Derived from Bollinger Bands. In his book, Bollinger on Bollinger Bands, John Bollinger refers to %B as one of two indicators that can be derived from Bollinger Bands. The other indicator is Bollinger Band width.

%B quantifies a security's price relative to the upper and lower Bollinger Band. There are six basic relationship levels:

%B equals 1 when price is at the upper band%B equals 0 when price is at the lower band %B is above 1 when price is above the upper band%B is below 0 when price is below the lower band

%B can be used to identify overbought and oversold situations.

Rate of Change

The Rate of Change (ROC) indicator is a very simple yet effective momentum oscillator that measures the percent change in price from one period to the next. The ROC calculation compares the current price with the price n periods ago.

The plot forms an oscillator that fluctuates above and below the zero line as the Rate of Change moves from positive to negative. The oscillator can be used as any other momentum oscillator by looking for higher lows, lower highs, positive and negative divergences, and crosses above and below zero for signals.

Parabolic SAR

Developed by Welles Wilder, the Parabolic SAR sets trailing price stops for long or short positions. Also referred to as the stop-and-reversal indicator (SAR stands for "stop and reversal"), Parabolic SAR is more popular for setting stops than for establishing direction or trend. Wilder recommended establishing the trend first, and then trading with Parabolic SAR in the direction of the trend. If the trend is up, buy when the indicator moves below the price. If the trend is down, sell when the indicator moves above the price.

StochRSI

Developed by Tushard Chande and Stanley Kroll, StochRSI is an oscillator that measures the level of RSI relative to its range, over a set period of time. The indicator uses RSI as the foundation and applies to it the formula behind Stochastics. The result is an oscillator that fluctuates between 0 and 1.

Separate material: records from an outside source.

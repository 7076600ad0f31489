//! Fuzz target for agent-compose.yaml parsing.
//!
//! Parsing must never panic, and a parsed document must serialize back to
//! exactly the input bytes.

#![no_main]

use libfuzzer_sys::fuzz_target;
use sense_core::compose::ComposeDocument;
use std::path::Path;

fuzz_target!(|data: &str| {
    if let Ok(doc) = ComposeDocument::parse(data, Path::new("fuzz.yaml")) {
        assert_eq!(doc.serialize(), data.as_bytes());
    }
});
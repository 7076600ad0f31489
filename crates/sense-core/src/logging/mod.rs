//! Structured logging for kuro-sense.
//!
//! - Human-readable console output for interactive use
//! - JSON lines for scripted use (`--format json`)
//!
//! stdout is reserved for command output; every log line goes to stderr.
//! `RUST_LOG`, when set, replaces the computed filter entirely.

pub mod config;

pub use config::{LogConfig, LogFormat, LogLevel};

use std::io::IsTerminal;
use tracing_subscriber::layer::SubscriberExt;
use tracing_subscriber::util::SubscriberInitExt;
use tracing_subscriber::{fmt, EnvFilter};

/// Filter used when `RUST_LOG` is not set.
pub fn default_filter(level: LogLevel) -> EnvFilter {
    EnvFilter::new(format!("sense_core={},kuro_sense={}", level, level))
}

/// Initialize the logging subsystem.
///
/// Must be called once at startup before any logging occurs.
pub fn init_logging(config: &LogConfig) {
    let filter = EnvFilter::try_from_default_env().unwrap_or_else(|_| default_filter(config.level));

    match config.format {
        LogFormat::Human => {
            let use_ansi = std::io::stderr().is_terminal();
            let fmt_layer = fmt::layer()
                .with_writer(std::io::stderr)
                .with_target(false)
                .with_ansi(use_ansi);

            if config.timestamps {
                tracing_subscriber::registry()
                    .with(filter)
                    .with(fmt_layer)
                    .init();
            } else {
                tracing_subscriber::registry()
                    .with(filter)
                    .with(fmt_layer.without_time())
                    .init();
            }
        }
        LogFormat::Jsonl => {
            let json_layer = fmt::layer()
                .json()
                .flatten_event(true)
                .with_current_span(false)
                .with_writer(std::io::stderr);
            tracing_subscriber::registry()
                .with(filter)
                .with(json_layer)
                .init();
        }
    }
}

/// Generate a unique run ID for this invocation.
pub fn generate_run_id() -> String {
    let uuid = uuid::Uuid::new_v4();
    // First 12 hex chars are enough to correlate one run's lines.
    format!("run-{}", &uuid.simple().to_string()[..12])
}
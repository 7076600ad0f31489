//! TCP reachability probes.
//!
//! Every probe has one deadline that covers name resolution and all connect
//! attempts together.

use std::net::{IpAddr, SocketAddr, TcpStream, ToSocketAddrs};
use std::sync::mpsc;
use std::thread;
use std::time::{Duration, Instant};
use tracing::trace;

/// Split `host:port`, accepting bracketed IPv6 (`[::1]:8080`).
pub fn split_host_port(addr: &str) -> Option<(&str, u16)> {
    let (host, port) = addr.trim().rsplit_once(':')?;
    let port = port.parse().ok()?;
    let host = host
        .strip_prefix('[')
        .and_then(|h| h.strip_suffix(']'))
        .unwrap_or(host);
    if host.is_empty() {
        return None;
    }
    Some((host, port))
}

/// Loopback names and addresses get the short timeout.
pub fn is_local_host(host: &str) -> bool {
    if host.eq_ignore_ascii_case("localhost") {
        return true;
    }
    host.parse::<IpAddr>()
        .map(|ip| ip.is_loopback() || ip.is_unspecified())
        .unwrap_or(false)
}

/// Resolve `host` within `timeout`.
///
/// The lookup runs on a helper thread; when the deadline passes the thread
/// is left to finish on its own and the host counts as unresolved.
pub fn resolve_within(host: &str, port: u16, timeout: Duration) -> Option<Vec<SocketAddr>> {
    if let Ok(ip) = host.parse::<IpAddr>() {
        return Some(vec![SocketAddr::new(ip, port)]);
    }

    let (tx, rx) = mpsc::channel();
    let target = (host.to_string(), port);
    let spawned = thread::Builder::new()
        .name("sense-resolve".to_string())
        .spawn(move || {
            let resolved = target.to_socket_addrs().map(|iter| iter.collect::<Vec<_>>());
            let _ = tx.send(resolved);
        });
    if let Err(e) = spawned {
        trace!(host, error = %e, "could not start resolver thread");
        return None;
    }

    match rx.recv_timeout(timeout) {
        Ok(Ok(addrs)) => Some(addrs),
        Ok(Err(e)) => {
            trace!(host, error = %e, "address did not resolve");
            None
        }
        Err(mpsc::RecvTimeoutError::Timeout) => {
            trace!(host, ?timeout, "resolution timed out");
            None
        }
        Err(mpsc::RecvTimeoutError::Disconnected) => None,
    }
}

/// Time to the first accepted TCP connection to `host:port`, or `None`.
///
/// Resolved addresses are tried in order with whatever remains of
/// `timeout`, so the whole call never runs much past it.
pub fn connect_latency(host: &str, port: u16, timeout: Duration) -> Option<Duration> {
    let started = Instant::now();
    let deadline = started + timeout;
    let candidates = resolve_within(host, port, timeout)?;

    for candidate in candidates {
        let remaining = deadline.saturating_duration_since(Instant::now());
        if remaining.is_zero() {
            trace!(host, port, "deadline reached before all addresses were tried");
            break;
        }
        match TcpStream::connect_timeout(&candidate, remaining) {
            Ok(_) => return Some(started.elapsed()),
            Err(e) => trace!(addr = %candidate, error = %e, "connect failed"),
        }
    }
    None
}

/// Whether something accepts TCP connections at `addr`.
pub fn service_reachable(addr: &str, local_timeout: Duration, remote_timeout: Duration) -> bool {
    let Some((host, port)) = split_host_port(addr) else {
        trace!(addr, "unparsable service address");
        return false;
    };
    let timeout = if is_local_host(host) {
        local_timeout
    } else {
        remote_timeout
    };
    connect_latency(host, port, timeout).is_some()
}

#[cfg(test)]
mod tests {
    use super::*;
    use std::net::TcpListener;

    #[test]
    fn test_split_host_port() {
        assert_eq!(split_host_port("localhost:9867"), Some(("localhost", 9867)));
        assert_eq!(split_host_port("[::1]:80"), Some(("::1", 80)));
        assert_eq!(split_host_port("nohost"), None);
        assert_eq!(split_host_port(":80"), None);
        assert_eq!(split_host_port("host:notaport"), None);
    }

    #[test]
    fn test_local_hosts() {
        assert!(is_local_host("localhost"));
        assert!(is_local_host("127.0.0.1"));
        assert!(is_local_host("::1"));
        assert!(!is_local_host("example.com"));
        assert!(!is_local_host("10.0.0.1"));
    }

    #[test]
    fn test_reachable_listener() {
        let listener = TcpListener::bind("127.0.0.1:0").unwrap();
        let addr = listener.local_addr().unwrap().to_string();
        assert!(service_reachable(
            &addr,
            Duration::from_millis(500),
            Duration::from_millis(500)
        ));
    }

    #[test]
    fn test_literal_address_skips_resolver() {
        let addrs = resolve_within("127.0.0.1", 80, Duration::from_millis(1)).unwrap();
        assert_eq!(addrs, vec!["127.0.0.1:80".parse::<SocketAddr>().unwrap()]);
    }

    #[test]
    fn test_latency_reported_for_listener() {
        let listener = TcpListener::bind("127.0.0.1:0").unwrap();
        let port = listener.local_addr().unwrap().port();
        let latency = connect_latency("127.0.0.1", port, Duration::from_millis(500));
        assert!(matches!(latency, Some(l) if l < Duration::from_millis(500)));
    }

    #[test]
    fn test_unroutable_address_respects_deadline() {
        // TEST-NET-1 is reserved; connects either fail fast or hang.
        let started = Instant::now();
        let latency = connect_latency("192.0.2.1", 9, Duration::from_millis(150));
        assert!(latency.is_none());
        assert!(started.elapsed() < Duration::from_secs(2));
    }

    #[test]
    fn test_closed_port_is_unreachable() {
        let port = {
            let listener = TcpListener::bind("127.0.0.1:0").unwrap();
            listener.local_addr().unwrap().port()
        };
        assert!(!service_reachable(
            &format!("127.0.0.1:{}", port),
            Duration::from_millis(200),
            Duration::from_millis(200)
        ));
    }
}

In their 1994 book, The New Technical Trader, Chande and Kroll explain that RSI sometimes trades between 80 and 20 for extended periods without reaching overbought and oversold levels. Traders looking to enter a market based on an overbought or oversold reading in RSI might find themselves continuously on the sidelines. To increase the sensitivity and provide a method for identifying overbought and oversold levels in RSI, Chande and Kroll developed StochRSI.

Fractal

Recurring patterns that can predict reversals among larger, more chaotic price movements.

These basic fractals are composed of five or more bars. The rules for identifying fractals are as follows:

A bearish turning point occurs when there is a pattern with the highest high in the middle and two lower highs on each side.

A bullish turning point occurs when there is a pattern with the lowest low in the middle and two higher lows on each side.

1. Open daily chart with one year of trading.

2. Add 200-day Simple Moving Average.

3. Look for strongest trending markets.

4. Use your favorite technical indicator to time your entry in the direction of the trend.